↓

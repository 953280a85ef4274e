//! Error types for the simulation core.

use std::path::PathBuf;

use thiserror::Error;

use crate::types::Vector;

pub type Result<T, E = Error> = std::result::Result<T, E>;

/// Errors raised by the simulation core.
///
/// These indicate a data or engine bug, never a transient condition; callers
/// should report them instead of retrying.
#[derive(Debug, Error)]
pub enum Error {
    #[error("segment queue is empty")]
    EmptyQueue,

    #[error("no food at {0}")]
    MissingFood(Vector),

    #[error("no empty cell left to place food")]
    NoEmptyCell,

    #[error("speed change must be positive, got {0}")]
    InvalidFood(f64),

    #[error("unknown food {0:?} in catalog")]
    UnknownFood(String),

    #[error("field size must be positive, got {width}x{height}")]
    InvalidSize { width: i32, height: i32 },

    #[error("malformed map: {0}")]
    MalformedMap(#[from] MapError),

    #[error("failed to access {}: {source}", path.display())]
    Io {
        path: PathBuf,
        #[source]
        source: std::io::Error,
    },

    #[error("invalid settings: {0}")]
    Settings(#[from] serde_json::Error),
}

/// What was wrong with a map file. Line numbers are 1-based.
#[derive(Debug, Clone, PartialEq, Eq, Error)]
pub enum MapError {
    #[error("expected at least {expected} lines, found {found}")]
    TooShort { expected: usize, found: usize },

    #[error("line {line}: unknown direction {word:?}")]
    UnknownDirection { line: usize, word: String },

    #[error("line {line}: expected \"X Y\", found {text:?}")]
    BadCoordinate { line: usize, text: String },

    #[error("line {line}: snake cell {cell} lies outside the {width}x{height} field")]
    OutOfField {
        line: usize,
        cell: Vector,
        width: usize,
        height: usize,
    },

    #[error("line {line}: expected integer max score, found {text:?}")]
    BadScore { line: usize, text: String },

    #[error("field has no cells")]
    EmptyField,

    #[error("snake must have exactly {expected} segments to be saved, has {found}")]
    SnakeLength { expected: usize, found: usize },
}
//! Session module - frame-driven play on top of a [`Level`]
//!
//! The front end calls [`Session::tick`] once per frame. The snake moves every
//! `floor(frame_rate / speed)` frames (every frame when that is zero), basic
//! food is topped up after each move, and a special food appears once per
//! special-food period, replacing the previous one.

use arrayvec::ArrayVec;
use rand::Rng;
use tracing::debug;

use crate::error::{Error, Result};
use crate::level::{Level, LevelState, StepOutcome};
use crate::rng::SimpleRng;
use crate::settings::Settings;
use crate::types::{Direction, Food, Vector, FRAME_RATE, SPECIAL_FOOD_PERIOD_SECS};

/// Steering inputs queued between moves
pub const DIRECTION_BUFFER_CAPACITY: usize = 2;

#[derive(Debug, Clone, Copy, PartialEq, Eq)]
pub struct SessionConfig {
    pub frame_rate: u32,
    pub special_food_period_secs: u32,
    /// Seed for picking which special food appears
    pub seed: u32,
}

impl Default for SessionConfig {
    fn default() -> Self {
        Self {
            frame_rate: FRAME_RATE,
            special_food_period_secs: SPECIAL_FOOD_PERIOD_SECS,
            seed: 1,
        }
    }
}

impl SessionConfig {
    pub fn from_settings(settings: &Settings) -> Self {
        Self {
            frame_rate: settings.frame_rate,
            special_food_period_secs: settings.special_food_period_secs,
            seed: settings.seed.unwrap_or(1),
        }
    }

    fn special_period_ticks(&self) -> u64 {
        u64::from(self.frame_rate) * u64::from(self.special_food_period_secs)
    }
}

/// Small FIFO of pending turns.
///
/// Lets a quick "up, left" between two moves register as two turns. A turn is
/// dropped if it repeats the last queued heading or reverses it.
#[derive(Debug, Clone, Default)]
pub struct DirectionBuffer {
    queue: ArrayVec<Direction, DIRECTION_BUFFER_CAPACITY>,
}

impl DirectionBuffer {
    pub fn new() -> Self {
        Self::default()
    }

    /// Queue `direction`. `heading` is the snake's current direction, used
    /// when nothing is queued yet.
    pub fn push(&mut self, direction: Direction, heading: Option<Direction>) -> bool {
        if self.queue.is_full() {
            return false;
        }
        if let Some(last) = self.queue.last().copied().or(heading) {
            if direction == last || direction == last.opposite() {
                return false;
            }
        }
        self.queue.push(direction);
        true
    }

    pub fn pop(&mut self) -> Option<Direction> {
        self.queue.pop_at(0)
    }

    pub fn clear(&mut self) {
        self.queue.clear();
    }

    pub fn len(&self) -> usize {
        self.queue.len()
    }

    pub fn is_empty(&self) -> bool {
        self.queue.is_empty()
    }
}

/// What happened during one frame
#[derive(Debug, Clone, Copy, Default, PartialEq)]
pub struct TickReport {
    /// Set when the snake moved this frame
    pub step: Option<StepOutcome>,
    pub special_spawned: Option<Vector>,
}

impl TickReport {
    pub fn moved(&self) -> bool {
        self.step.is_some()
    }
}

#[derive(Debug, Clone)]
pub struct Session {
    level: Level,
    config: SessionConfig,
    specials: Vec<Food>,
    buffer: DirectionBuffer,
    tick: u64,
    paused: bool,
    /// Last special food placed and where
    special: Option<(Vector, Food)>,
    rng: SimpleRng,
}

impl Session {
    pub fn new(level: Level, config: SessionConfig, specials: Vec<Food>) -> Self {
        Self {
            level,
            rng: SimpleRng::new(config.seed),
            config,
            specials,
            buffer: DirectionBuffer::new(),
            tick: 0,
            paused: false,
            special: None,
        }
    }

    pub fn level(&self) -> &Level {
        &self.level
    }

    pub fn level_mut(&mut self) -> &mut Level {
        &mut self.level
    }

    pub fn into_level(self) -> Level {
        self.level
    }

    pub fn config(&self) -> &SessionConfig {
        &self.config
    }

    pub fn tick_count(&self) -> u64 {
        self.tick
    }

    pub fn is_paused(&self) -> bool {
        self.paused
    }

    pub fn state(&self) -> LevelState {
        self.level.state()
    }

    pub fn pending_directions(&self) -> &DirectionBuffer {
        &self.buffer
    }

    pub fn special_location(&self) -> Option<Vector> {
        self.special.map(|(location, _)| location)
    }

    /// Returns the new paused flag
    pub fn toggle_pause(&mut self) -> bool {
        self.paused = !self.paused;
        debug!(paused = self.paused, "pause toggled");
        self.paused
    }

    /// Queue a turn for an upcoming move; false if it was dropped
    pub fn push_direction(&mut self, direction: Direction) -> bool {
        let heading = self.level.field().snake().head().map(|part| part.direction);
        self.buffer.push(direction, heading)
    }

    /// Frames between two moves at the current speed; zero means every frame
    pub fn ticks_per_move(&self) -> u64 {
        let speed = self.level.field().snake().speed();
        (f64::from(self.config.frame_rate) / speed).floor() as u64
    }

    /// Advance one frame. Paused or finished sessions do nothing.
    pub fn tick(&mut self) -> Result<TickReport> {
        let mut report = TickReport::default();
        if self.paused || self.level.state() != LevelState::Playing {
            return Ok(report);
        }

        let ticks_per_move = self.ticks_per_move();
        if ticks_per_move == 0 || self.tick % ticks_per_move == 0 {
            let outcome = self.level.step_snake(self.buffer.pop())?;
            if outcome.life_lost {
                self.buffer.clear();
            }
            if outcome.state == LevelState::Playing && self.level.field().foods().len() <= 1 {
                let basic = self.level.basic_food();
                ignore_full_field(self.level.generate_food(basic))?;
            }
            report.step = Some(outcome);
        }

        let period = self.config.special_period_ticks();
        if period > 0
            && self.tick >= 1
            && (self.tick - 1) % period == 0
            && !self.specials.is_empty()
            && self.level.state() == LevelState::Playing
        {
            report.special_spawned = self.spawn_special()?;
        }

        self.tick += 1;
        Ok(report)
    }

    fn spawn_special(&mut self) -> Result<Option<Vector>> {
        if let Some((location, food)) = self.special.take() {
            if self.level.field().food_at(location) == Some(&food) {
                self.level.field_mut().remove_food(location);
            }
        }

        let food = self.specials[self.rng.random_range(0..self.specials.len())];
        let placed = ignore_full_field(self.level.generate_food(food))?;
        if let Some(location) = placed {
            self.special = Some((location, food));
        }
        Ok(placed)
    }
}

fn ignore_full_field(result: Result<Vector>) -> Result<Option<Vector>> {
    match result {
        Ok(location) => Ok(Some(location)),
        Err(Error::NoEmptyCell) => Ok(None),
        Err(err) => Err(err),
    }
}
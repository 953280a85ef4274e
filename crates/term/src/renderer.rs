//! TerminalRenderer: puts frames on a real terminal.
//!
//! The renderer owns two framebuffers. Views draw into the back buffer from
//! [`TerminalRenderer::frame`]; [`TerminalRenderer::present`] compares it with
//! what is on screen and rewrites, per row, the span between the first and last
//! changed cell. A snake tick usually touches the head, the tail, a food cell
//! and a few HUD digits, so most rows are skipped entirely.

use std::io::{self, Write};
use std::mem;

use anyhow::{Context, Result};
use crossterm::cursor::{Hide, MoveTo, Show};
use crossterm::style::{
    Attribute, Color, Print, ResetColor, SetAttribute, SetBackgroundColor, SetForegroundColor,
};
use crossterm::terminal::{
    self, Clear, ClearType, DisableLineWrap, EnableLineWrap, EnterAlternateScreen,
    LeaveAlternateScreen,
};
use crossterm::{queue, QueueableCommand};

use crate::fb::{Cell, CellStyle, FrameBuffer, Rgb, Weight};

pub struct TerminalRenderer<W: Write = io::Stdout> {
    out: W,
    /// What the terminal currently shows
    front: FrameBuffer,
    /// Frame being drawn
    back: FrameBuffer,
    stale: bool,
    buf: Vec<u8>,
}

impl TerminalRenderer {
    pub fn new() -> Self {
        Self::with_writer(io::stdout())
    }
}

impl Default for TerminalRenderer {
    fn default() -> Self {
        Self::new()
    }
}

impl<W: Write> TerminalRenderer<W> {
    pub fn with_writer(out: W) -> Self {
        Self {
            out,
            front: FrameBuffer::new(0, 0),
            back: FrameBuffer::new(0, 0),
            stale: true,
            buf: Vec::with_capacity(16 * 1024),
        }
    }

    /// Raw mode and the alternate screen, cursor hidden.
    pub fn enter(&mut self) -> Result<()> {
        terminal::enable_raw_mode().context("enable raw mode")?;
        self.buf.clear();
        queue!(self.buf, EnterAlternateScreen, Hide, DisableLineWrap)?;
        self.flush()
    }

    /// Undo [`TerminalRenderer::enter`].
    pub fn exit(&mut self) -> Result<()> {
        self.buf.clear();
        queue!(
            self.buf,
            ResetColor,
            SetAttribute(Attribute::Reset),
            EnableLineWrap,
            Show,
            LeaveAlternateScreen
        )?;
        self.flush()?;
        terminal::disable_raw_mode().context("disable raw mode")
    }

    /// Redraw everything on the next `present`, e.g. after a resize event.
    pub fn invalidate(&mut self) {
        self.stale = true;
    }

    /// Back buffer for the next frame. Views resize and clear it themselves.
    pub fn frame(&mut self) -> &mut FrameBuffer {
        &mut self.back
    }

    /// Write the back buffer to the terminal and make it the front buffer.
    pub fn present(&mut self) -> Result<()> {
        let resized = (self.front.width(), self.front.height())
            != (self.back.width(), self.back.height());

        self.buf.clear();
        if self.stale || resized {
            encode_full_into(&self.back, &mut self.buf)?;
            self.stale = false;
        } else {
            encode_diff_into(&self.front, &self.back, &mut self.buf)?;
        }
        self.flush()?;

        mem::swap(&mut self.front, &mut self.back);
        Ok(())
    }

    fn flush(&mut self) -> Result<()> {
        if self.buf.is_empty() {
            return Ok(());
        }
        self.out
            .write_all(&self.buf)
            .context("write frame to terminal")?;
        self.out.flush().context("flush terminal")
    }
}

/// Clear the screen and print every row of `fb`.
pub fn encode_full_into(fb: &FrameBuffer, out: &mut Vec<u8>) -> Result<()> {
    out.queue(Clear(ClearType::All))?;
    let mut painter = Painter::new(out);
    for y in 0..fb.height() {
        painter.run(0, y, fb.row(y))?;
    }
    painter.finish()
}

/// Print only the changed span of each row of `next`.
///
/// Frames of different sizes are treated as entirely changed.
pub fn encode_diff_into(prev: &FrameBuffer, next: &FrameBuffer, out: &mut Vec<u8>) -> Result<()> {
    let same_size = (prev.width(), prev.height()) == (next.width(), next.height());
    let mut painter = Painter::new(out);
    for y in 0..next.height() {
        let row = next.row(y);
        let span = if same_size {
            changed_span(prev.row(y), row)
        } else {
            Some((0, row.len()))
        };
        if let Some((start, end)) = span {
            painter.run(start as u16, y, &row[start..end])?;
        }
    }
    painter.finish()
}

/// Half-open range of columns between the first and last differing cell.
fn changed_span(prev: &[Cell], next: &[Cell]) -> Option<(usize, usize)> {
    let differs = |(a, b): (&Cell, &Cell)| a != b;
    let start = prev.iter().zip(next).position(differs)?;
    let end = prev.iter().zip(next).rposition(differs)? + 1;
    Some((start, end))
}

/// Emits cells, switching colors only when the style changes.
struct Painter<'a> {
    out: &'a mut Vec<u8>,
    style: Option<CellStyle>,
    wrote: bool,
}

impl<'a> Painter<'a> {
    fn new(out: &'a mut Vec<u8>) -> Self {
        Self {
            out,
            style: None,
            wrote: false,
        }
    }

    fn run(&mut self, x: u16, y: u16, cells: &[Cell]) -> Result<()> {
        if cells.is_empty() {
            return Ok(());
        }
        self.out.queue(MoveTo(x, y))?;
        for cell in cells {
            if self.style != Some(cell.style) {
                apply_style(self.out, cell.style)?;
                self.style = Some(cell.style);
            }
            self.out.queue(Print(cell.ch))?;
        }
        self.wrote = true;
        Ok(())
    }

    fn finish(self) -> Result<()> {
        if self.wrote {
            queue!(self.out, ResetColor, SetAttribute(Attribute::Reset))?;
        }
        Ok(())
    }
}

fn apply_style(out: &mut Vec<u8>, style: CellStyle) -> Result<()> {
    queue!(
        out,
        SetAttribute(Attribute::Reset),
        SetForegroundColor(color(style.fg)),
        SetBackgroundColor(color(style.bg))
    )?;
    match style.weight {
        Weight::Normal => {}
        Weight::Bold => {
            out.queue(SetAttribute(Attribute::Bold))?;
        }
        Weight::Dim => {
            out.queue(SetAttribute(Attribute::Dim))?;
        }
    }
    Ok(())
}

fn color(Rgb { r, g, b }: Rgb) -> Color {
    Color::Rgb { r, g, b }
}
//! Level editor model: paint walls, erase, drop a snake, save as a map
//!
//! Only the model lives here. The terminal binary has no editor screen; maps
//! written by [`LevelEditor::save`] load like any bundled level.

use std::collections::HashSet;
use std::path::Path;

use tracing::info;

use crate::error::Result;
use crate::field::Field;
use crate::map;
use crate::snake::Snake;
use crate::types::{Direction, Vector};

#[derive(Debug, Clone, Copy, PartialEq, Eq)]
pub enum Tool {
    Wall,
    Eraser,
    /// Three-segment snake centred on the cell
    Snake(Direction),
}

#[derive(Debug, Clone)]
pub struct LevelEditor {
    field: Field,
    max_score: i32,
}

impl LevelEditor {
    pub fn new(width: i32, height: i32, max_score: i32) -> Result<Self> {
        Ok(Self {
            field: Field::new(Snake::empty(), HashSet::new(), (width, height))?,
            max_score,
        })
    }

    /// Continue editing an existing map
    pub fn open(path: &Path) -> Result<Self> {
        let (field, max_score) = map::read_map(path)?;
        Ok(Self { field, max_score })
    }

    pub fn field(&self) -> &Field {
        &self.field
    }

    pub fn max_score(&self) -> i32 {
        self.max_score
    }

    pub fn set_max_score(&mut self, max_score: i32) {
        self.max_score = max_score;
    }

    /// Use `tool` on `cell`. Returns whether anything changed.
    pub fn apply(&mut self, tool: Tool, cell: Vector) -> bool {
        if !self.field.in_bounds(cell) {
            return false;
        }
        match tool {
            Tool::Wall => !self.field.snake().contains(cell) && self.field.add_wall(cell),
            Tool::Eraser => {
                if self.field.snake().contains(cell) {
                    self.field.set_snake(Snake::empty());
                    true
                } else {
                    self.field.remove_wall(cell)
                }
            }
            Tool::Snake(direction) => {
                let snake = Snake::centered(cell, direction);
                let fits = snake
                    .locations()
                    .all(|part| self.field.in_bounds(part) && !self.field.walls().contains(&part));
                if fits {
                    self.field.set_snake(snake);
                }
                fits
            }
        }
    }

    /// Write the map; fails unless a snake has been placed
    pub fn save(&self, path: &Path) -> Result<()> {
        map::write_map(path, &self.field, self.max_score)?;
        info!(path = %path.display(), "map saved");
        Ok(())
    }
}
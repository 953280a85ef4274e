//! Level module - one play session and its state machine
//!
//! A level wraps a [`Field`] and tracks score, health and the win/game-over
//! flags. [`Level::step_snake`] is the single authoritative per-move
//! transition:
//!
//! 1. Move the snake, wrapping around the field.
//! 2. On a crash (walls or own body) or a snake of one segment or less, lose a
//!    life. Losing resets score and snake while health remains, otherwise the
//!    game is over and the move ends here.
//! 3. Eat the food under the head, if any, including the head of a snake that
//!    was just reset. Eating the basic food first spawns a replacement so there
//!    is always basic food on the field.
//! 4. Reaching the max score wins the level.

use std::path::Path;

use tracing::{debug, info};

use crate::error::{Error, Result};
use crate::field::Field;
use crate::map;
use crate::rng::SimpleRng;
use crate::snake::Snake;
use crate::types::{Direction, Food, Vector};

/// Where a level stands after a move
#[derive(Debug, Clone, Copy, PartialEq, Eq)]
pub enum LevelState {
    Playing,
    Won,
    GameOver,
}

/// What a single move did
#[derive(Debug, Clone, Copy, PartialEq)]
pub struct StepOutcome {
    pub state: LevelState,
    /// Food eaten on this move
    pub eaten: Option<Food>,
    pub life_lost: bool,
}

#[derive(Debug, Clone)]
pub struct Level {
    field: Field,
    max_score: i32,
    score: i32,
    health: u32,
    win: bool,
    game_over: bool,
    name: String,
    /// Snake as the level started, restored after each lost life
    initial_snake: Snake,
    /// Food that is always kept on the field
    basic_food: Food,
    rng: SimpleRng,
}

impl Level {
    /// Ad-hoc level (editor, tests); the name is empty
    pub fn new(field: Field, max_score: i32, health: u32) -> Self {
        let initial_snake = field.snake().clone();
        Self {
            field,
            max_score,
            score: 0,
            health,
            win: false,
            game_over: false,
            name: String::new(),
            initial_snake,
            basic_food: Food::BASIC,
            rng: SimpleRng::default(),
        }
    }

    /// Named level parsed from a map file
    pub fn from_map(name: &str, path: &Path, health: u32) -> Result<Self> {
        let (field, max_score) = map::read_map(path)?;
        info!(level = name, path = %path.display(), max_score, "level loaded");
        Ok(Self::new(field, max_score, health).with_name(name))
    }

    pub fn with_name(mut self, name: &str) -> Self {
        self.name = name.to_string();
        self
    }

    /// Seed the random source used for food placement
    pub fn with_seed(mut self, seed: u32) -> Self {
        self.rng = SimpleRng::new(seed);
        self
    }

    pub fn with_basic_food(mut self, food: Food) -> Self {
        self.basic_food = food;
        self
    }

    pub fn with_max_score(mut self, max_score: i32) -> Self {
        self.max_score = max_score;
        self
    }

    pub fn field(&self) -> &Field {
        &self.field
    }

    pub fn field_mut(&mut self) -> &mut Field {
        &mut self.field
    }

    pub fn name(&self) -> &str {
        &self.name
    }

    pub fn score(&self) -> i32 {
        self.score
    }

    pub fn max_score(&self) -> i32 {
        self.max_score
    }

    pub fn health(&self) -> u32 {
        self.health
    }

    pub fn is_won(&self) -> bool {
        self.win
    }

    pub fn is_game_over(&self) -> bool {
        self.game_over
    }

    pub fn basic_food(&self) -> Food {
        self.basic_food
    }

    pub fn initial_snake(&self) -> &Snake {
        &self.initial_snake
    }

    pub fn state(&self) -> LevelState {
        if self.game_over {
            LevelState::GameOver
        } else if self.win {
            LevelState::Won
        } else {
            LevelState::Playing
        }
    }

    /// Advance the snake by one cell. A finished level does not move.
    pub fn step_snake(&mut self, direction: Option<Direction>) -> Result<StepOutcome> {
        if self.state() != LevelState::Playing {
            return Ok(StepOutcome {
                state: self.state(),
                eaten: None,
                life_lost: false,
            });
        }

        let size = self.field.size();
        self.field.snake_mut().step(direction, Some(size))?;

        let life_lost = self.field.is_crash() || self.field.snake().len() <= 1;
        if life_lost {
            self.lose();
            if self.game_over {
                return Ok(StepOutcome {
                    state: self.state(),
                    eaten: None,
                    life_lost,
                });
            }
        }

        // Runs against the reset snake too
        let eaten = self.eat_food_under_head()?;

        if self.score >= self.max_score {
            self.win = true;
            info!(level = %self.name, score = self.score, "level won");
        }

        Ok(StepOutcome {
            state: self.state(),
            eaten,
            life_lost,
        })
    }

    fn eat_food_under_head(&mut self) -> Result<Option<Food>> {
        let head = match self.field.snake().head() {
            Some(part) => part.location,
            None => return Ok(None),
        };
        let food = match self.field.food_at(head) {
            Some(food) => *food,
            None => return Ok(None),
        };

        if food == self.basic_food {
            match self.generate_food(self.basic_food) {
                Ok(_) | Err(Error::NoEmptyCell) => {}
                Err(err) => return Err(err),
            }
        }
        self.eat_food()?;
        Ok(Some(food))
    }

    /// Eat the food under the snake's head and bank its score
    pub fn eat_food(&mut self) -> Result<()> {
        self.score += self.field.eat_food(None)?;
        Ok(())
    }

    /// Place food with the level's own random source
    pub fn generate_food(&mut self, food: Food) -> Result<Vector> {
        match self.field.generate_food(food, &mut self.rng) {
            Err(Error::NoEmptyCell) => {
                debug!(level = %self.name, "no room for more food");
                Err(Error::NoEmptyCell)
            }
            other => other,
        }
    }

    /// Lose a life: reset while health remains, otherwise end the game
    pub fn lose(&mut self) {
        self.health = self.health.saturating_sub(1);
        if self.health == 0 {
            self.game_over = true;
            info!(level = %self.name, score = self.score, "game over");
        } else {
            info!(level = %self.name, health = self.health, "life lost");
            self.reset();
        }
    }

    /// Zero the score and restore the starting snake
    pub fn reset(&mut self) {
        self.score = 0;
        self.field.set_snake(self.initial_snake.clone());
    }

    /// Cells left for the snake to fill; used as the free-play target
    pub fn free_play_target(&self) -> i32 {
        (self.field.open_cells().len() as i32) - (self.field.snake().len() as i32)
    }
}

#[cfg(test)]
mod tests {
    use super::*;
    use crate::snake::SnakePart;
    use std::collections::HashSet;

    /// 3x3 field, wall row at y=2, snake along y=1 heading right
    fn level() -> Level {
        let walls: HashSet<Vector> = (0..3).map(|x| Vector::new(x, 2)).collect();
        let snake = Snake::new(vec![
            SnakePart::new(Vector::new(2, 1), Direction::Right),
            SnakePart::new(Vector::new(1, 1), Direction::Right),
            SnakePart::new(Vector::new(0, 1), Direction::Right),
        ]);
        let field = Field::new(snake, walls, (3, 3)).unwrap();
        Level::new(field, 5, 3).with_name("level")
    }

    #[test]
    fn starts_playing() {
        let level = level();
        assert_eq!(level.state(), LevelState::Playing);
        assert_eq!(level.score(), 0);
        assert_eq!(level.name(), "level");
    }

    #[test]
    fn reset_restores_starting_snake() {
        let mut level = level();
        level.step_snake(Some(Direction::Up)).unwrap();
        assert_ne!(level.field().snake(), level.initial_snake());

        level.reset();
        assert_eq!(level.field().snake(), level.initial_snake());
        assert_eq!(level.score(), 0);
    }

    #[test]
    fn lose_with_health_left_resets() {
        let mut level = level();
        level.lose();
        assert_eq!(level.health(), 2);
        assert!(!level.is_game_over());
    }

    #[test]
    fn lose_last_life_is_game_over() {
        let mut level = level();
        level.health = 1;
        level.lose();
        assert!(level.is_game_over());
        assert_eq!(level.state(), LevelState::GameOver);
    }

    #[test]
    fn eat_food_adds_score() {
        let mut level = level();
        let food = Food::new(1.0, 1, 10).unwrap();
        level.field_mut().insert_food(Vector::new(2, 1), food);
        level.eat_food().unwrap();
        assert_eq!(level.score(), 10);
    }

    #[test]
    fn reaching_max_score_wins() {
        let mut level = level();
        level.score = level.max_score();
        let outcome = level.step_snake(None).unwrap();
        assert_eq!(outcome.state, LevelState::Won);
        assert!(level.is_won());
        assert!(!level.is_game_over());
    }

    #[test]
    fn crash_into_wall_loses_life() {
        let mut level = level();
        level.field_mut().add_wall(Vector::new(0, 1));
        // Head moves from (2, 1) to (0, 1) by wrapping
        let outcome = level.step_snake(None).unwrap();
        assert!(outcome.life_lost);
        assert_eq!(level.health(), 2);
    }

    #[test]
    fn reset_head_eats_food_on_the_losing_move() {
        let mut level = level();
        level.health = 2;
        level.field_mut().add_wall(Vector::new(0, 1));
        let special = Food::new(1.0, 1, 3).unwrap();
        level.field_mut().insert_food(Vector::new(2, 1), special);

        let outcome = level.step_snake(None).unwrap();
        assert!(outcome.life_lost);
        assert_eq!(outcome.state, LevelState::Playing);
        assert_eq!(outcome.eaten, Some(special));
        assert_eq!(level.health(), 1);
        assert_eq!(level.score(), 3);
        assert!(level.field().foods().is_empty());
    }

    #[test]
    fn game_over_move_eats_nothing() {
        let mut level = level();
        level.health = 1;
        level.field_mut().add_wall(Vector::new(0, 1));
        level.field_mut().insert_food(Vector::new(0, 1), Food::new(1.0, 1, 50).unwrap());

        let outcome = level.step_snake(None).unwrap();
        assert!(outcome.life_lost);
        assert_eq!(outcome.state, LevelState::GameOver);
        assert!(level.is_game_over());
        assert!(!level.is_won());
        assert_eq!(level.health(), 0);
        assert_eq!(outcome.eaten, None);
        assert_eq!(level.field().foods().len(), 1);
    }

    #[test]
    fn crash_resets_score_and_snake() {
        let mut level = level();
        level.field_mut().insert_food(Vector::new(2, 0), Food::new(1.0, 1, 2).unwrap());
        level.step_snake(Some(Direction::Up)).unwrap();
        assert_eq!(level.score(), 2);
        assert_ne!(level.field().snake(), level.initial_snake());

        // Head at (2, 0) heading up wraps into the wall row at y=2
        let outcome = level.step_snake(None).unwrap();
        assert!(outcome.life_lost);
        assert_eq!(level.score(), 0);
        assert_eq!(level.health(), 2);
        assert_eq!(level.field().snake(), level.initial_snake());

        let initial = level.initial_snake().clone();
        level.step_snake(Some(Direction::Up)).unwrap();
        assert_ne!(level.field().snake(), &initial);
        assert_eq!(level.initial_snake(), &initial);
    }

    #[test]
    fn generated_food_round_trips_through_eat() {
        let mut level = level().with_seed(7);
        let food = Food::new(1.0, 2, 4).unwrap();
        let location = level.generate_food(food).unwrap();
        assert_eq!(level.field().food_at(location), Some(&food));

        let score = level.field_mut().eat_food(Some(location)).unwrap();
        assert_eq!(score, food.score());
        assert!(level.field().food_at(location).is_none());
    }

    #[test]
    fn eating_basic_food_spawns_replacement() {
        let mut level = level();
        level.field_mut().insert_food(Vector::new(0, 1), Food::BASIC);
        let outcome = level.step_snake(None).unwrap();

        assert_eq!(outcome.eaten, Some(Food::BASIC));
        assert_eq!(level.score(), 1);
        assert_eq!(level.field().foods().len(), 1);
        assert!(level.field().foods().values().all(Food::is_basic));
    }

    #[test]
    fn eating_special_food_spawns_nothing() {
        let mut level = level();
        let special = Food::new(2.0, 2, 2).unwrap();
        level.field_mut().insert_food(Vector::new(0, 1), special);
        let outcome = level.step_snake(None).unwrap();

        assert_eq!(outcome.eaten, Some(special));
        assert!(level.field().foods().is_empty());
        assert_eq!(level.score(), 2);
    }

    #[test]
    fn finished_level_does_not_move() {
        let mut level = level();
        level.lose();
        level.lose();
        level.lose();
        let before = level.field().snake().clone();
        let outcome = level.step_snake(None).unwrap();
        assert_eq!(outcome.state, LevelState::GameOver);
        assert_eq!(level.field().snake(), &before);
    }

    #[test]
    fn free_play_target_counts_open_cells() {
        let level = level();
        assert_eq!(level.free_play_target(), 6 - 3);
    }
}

↑

YOUR GOAL: Set out every line from the material that contains the string "once".

RESPONSE:
//! The front end calls [`Session::tick`] once per frame. The snake moves every
//! food is topped up after each move, and a special food appears once per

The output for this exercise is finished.